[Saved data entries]
────────

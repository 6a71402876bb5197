use std::collections::HashSet;
use std::net::{Ipv4Addr, SocketAddr};
use std::time::Duration;

use futures::Stream;
use tokio::net::UdpSocket;
use tokio::time::Instant;

use super::parser;
use crate::error::{OnkyoError, Result};
use crate::protocol::{DEFAULT_PORT, EiscpPacket};
use crate::types::{ReceiverConfig, ReceiverInfo};

/// Discovery queries for both device categories the receivers answer to
const QUERIES: [&[u8]; 2] = [b"!xECNQSTN\r", b"!pECNQSTN\r"];

/// Where and how long to look for receivers
#[derive(Debug, Clone, PartialEq, Eq)]
pub struct DiscoveryOptions {
    /// Broadcast address or a specific receiver
    pub target: SocketAddr,
    /// How long to wait for replies
    pub timeout: Duration,
}

impl Default for DiscoveryOptions {
    fn default() -> Self {
        Self {
            target: SocketAddr::from((Ipv4Addr::BROADCAST, DEFAULT_PORT)),
            timeout: Duration::from_secs(5),
        }
    }
}

impl DiscoveryOptions {
    /// Broadcast on the local network
    #[must_use]
    pub fn broadcast(timeout: Duration) -> Self {
        Self {
            timeout,
            ..Self::default()
        }
    }

    /// Ask a single receiver
    #[must_use]
    pub fn unicast(target: SocketAddr, timeout: Duration) -> Self {
        Self { target, timeout }
    }

    /// Broadcast with the configured discovery timeout
    #[must_use]
    pub fn from_config(config: &ReceiverConfig) -> Self {
        Self::broadcast(config.discovery_timeout)
    }
}

/// UDP browser for receivers
pub struct ReceiverBrowser {
    options: DiscoveryOptions,
}

impl ReceiverBrowser {
    /// Create a browser
    #[must_use]
    pub fn new(options: DiscoveryOptions) -> Self {
        Self { options }
    }

    /// Send the queries and stream replies until the timeout
    ///
    /// Each receiver is reported once, keyed by its identifier.
    ///
    /// # Errors
    ///
    /// Returns `DiscoveryFailed` if the socket cannot be set up or the
    /// queries cannot be sent.
    pub async fn browse(self) -> Result<impl Stream<Item = ReceiverInfo>> {
        let socket = UdpSocket::bind((Ipv4Addr::UNSPECIFIED, 0))
            .await
            .map_err(|e| discovery_error("cannot bind discovery socket", e))?;
        socket
            .set_broadcast(true)
            .map_err(|e| discovery_error("cannot enable broadcast", e))?;

        tracing::debug!(target = %self.options.target, "sending discovery queries");
        for query in QUERIES {
            let datagram = EiscpPacket::raw(query).encode()?;
            socket
                .send_to(&datagram, self.options.target)
                .await
                .map_err(|e| discovery_error("cannot send discovery query", e))?;
        }

        let deadline = Instant::now() + self.options.timeout;
        let state = BrowseState {
            socket,
            deadline,
            seen: HashSet::new(),
        };
        Ok(futures::stream::unfold(state, |mut state| async move {
            let info = state.next_reply().await?;
            Some((info, state))
        }))
    }
}

struct BrowseState {
    socket: UdpSocket,
    deadline: Instant,
    seen: HashSet<String>,
}

impl BrowseState {
    async fn next_reply(&mut self) -> Option<ReceiverInfo> {
        let mut buf = [0u8; 1024];
        loop {
            let (len, from) =
                match tokio::time::timeout_at(self.deadline, self.socket.recv_from(&mut buf)).await
                {
                    Ok(Ok(received)) => received,
                    Ok(Err(e)) => {
                        tracing::warn!("discovery receive failed: {}", e);
                        return None;
                    }
                    Err(_) => return None,
                };

            let Ok(packet) = EiscpPacket::decode(&buf[..len]) else {
                tracing::debug!(%from, "ignoring non-eISCP datagram");
                continue;
            };
            let Some(info) = parser::parse_info(packet.payload(), from.ip()) else {
                continue;
            };
            if self.seen.insert(info.identifier.clone()) {
                tracing::info!(model = %info.model, host = %info.host, "receiver discovered");
                return Some(info);
            }
        }
    }
}

fn discovery_error(message: &str, e: std::io::Error) -> OnkyoError {
    OnkyoError::DiscoveryFailed {
        message: format!("{message}: {e}"),
        source: Some(Box::new(e)),
    }
}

────────

An exact copy of every record is needed; write it out in full.

repository 6a71402876bb5197
use std::collections::HashSet;
use std::net::{Ipv4Addr, SocketAddr};
use std::time::Duration;

use futures::Stream;
use tokio::net::UdpSocket;
use tokio::time::Instant;

use super::parser;
use crate::error::{OnkyoError, Result};
use crate::protocol::{DEFAULT_PORT, EiscpPacket};
use crate::types::{ReceiverConfig, ReceiverInfo};

/// Discovery queries for both device categories the receivers answer to
const QUERIES: [&[u8]; 2] = [b"!xECNQSTN\r", b"!pECNQSTN\r"];

/// Where and how long to look for receivers
#[derive(Debug, Clone, PartialEq, Eq)]
pub struct DiscoveryOptions {
    /// Broadcast address or a specific receiver
    pub target: SocketAddr,
    /// How long to wait for replies
    pub timeout: Duration,
}

impl Default for DiscoveryOptions {
    fn default() -> Self {
        Self {
            target: SocketAddr::from((Ipv4Addr::BROADCAST, DEFAULT_PORT)),
            timeout: Duration::from_secs(5),
        }
    }
}

impl DiscoveryOptions {
    /// Broadcast on the local network
    #[must_use]
    pub fn broadcast(timeout: Duration) -> Self {
        Self {
            timeout,
            ..Self::default()
        }
    }

    /// Ask a single receiver
    #[must_use]
    pub fn unicast(target: SocketAddr, timeout: Duration) -> Self {
        Self { target, timeout }
    }

    /// Broadcast with the configured discovery timeout
    #[must_use]
    pub fn from_config(config: &ReceiverConfig) -> Self {
        Self::broadcast(config.discovery_timeout)
    }
}

/// UDP browser for receivers
pub struct ReceiverBrowser {
    options: DiscoveryOptions,
}

impl ReceiverBrowser {
    /// Create a browser
    #[must_use]
    pub fn new(options: DiscoveryOptions) -> Self {
        Self { options }
    }

    /// Send the queries and stream replies until the timeout
    ///
    /// Each receiver is reported once, keyed by its identifier.
    ///
    /// # Errors
    ///
    /// Returns `DiscoveryFailed` if the socket cannot be set up or the
    /// queries cannot be sent.
    pub async fn browse(self) -> Result<impl Stream<Item = ReceiverInfo>> {
        let socket = UdpSocket::bind((Ipv4Addr::UNSPECIFIED, 0))
            .await
            .map_err(|e| discovery_error("cannot bind discovery socket", e))?;
        socket
            .set_broadcast(true)
            .map_err(|e| discovery_error("cannot enable broadcast", e))?;

        tracing::debug!(target = %self.options.target, "sending discovery queries");
        for query in QUERIES {
            let datagram = EiscpPacket::raw(query).encode()?;
            socket
                .send_to(&datagram, self.options.target)
                .await
                .map_err(|e| discovery_error("cannot send discovery query", e))?;
        }

        let deadline = Instant::now() + self.options.timeout;
        let state = BrowseState {
            socket,
            deadline,
            seen: HashSet::new(),
        };
        Ok(futures::stream::unfold(state, |mut state| async move {
            let info = state.next_reply().await?;
            Some((info, state))
        }))
    }
}

struct BrowseState {
    socket: UdpSocket,
    deadline: Instant,
    seen: HashSet<String>,
}

impl BrowseState {
    async fn next_reply(&mut self) -> Option<ReceiverInfo> {
        let mut buf = [0u8; 1024];
        loop {
            let (len, from) =
                match tokio::time::timeout_at(self.deadline, self.socket.recv_from(&mut buf)).await
                {
                    Ok(Ok(received)) => received,
                    Ok(Err(e)) => {
                        tracing::warn!("discovery receive failed: {}", e);
                        return None;
                    }
                    Err(_) => return None,
                };

            let Ok(packet) = EiscpPacket::decode(&buf[..len]) else {
                tracing::debug!(%from, "ignoring non-eISCP datagram");
                continue;
            };
            let Some(info) = parser::parse_info(packet.payload(), from.ip()) else {
                continue;
            };
            if self.seen.insert(info.identifier.clone()) {
                tracing::info!(model = %info.model, host = %info.host, "receiver discovered");
                return Some(info);
            }
        }
    }
}

fn discovery_error(message: &str, e: std::io::Error) -> OnkyoError {
    OnkyoError::DiscoveryFailed {
        message: format!("{message}: {e}"),
        source: Some(Box::new(e)),
    }
}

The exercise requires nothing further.